2015年の3月9日から2日間の日程で7年ぶりに急遽来日しました。理由はいろいろと取りざたされましたが、6月にドイツで開かれるG7サミットの議長国としてウクライナ情勢やEU内のギリシャ支援問題などについての意見調整という説、戦後70年を迎えるにあたって何を考えているか解りにくい安倍首相の真意を確かめにきた(戦後秩序についての認識の確認)、といったことが挙げられるでしょう。
来日中に朝日新聞社で講演を行って、過去との向き合い方や慰安婦問題なども言及したということなので、後者が来日の理由の一つであったことは間違いないようです。ただ本当にそれだけの理由でわざわざ日本まで来るでしょうか。戦争責任の問題は日本国内においても種々の意見があって天皇制などの繊細な内容を含むものであって、急遽2日間だけやってきて自分の意見だけ述べて引っ掻き回して帰って行くような拙速な行動をドイツ人(しかも首相)がするとは思えません。私は、もっと切迫した何らかの事態があって、欧州の盟主として直接安倍さんに意見を伝えに来たのではないかと思います。それはやはりウクライナとロシアの情勢ではないでしょうか。ドイツにおいても全ての通信は米国に筒抜けになっていることは既にメルケル首相も身に染みて理解しているでしょうから、アメリカに知られたくない事は直接会って話す他手段はないはずです。オランド氏や前任のサルコジ氏とは得意のフランス語で直接会って意思を確かめ合ってきたメルケル首相ですから、安倍首相と直接話す内容が戦後秩序の話だけのはずがありません。
もっとも二人は旧知の仲という訳でもなく、通訳を介しての会話でしょうから、基本的な意見の交換程度でどこまで本音で話ができるかは未知数と思われます。しかし会見後の安倍首相があまり多くを語らない所を見ると、安倍首相にとってあまり歓迎できる内容ではなかったのだろうと推測されます。今後の世界の動きについては、米国のオバマ・国務省系の思惑、ネオコン+共和党・イスラエル系(戦争始めたい系)の思惑、旧欧州財閥系の思惑など種々あるでしょう。安倍首相はネオコンイスラエル系に取り込まれて米国でネタニヤフに続いて議会演説まで設定されている有様ですから、旧欧州財閥系を代表するメルケル氏からすれば、安倍氏が世界戦争開始のとっかかりに使われそうで極めて危なっかしい存在に見えたのではないでしょうか。つまりネオコン系が画策するロシアやイスラム国関連の何らかの具体的な策謀を察知して「あなた本当に戦争させられてしまうわよ。」と釘を刺すために急遽来日して、敢えて戦後秩序や慰安婦問題など安倍氏が向こうに行きにくいような言動を残して去って行ったというのが本当の所ではないかと愚考するのですが、どうでしょうか。
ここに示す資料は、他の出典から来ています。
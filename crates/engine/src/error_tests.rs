// SPDX-License-Identifier: BUSL-1.1
// Copyright (c) 2026 Alfred Jean LLC

use super::*;
use erg_core::ParticipantStatus;
use yare::parameterized;

#[parameterized(
    too_short = { RaceError::DistanceTooShort { min: 100, got: 50 }, ErrorKind::InvalidInput },
    negative = { RaceError::InvalidDistance(-1), ErrorKind::InvalidInput },
    regressed = {
        RaceError::Participant(ParticipantError::DistanceRegressed { previous: 500, reported: 400 }),
        ErrorKind::InvalidInput
    },
    unknown_token = { RaceError::TokenNotFound(RaceToken::from("nope")), ErrorKind::NotFound },
    unknown_race = { RaceError::RaceNotFound(RaceId(3)), ErrorKind::NotFound },
    stranger = { RaceError::NotParticipant { race_id: RaceId(1), user_id: UserId(9) }, ErrorKind::NotFound },
    started = {
        RaceError::RaceAlreadyStarted { race_id: RaceId(1), status: RaceStatus::Active },
        ErrorKind::InvalidState
    },
    finished_participant = {
        RaceError::Participant(ParticipantError::Illegal {
            user_id: UserId(1),
            status: ParticipantStatus::Finished,
            action: "report progress",
        }),
        ErrorKind::InvalidState
    },
    conflict = { RaceError::Conflict(RaceId(1)), ErrorKind::Conflict },
    duplicate_token = { RaceError::Store(StoreError::DuplicateRace(RaceToken::from("t"))), ErrorKind::Conflict },
    unavailable = { RaceError::Store(StoreError::Unavailable("disk".into())), ErrorKind::StorageFailure },
    calculator = { RaceError::Results(ResultError::MissingStartTime), ErrorKind::Internal },
)]
fn error_kind_mapping(err: RaceError, kind: ErrorKind) {
    assert_eq!(err.kind(), kind);
}

#[test]
fn storage_detail_is_not_leaked() {
    let err = RaceError::Store(StoreError::Unavailable("/var/lib/erg: EIO".into()));
    let message = err.public_message();
    assert!(!message.contains("EIO"), "leaked: {}", message);
    assert!(!err.kind().is_client_error());
}

#[test]
fn client_errors_keep_their_message() {
    let err = RaceError::DistanceTooShort { min: 100, got: 50 };
    assert_eq!(
        err.public_message(),
        "race distance must be at least 100 meters, got 50"
    );
    assert!(err.kind().is_client_error());
}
昨日のCNN newsroomではロシアの爆撃機が大西洋まで進出して巡航ミサイルを発射する画像を流して「今程ロシアが米国本土に対して危機になっている時は冷戦以来なかったことだ」などと盛んに危機をあおっていました。CNN何を突然トチ狂ってしまったのだろう、という感じです。またこの一週間プーチン大統領が公の席に出現していないことも大きく報じていました。どうも何か大きな動きがあるような嫌な予感もします。